Write out precisely the lines beginning with the line that contains "pub fn checked_product(factors: &[Amount], context: &'static" and ending with the last line of the entries, and no other lines.

*** Opening of Stored data ***

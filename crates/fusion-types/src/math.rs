//! Full-width integer helpers.
//!
//! Amounts are `u128`, but products like `rate * base_points * making`
//! routinely exceed 128 bits before the final division. Every such
//! computation goes through a 256-bit intermediate and fails loudly rather
//! than wrapping.

use alloy_primitives::U256;

use crate::{Amount, FusionError, Result};

/// Rounding direction for [`mul_div`].
#[derive(Debug, Clone, Copy, PartialEq, Eq)]
pub enum Rounding {
    /// Truncate toward zero.
    Floor,
    /// Round any non-zero remainder up.
    Ceil,
}

/// `a * b / denominator` with a 256-bit intermediate.
///
/// # Errors
/// - `DivisionByZero` if `denominator == 0`
/// - `ArithmeticOverflow` if the quotient does not fit in `u128`
pub fn mul_div(
    a: Amount,
    b: Amount,
    denominator: Amount,
    rounding: Rounding,
    context: &'static str,
) -> Result<Amount> {
    div_u256(
        U256::from(a) * U256::from(b),
        U256::from(denominator),
        rounding,
        context,
    )
}

/// Divide two 256-bit values and narrow the quotient back to `u128`.
pub fn div_u256(
    numerator: U256,
    denominator: U256,
    rounding: Rounding,
    context: &'static str,
) -> Result<Amount> {
    if denominator.is_zero() {
        return Err(FusionError::DivisionByZero { context });
    }
    let (mut quotient, remainder) = numerator.div_rem(denominator);
    if rounding == Rounding::Ceil && !remainder.is_zero() {
        quotient = quotient
            .checked_add(U256::from(1u8))
            .ok_or(FusionError::ArithmeticOverflow { context })?;
    }
    Amount::try_from(quotient).map_err(|_| FusionError::ArithmeticOverflow { context })
}

/// Checked product of several factors in 256 bits.
pub fn checked_product(factors: &[Amount], context: &'static str) -> Result<U256> {
    factors.iter().try_fold(U256::from(1u8), |acc, &f| {
        acc.checked_mul(U256::from(f))
            .ok_or(FusionError::ArithmeticOverflow { context })
    })
}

*** Close of Stored data ***

◆ **Exercise response**:
pub fn checked_product(factors: &[Amount], context: &'static str) -> Result<U256> {
    factors.iter().try_fold(U256::from(1u8), |acc, &f| {
        acc.checked_mul(U256::from(f))
            .ok_or(FusionError::ArithmeticOverflow { context })
    })
}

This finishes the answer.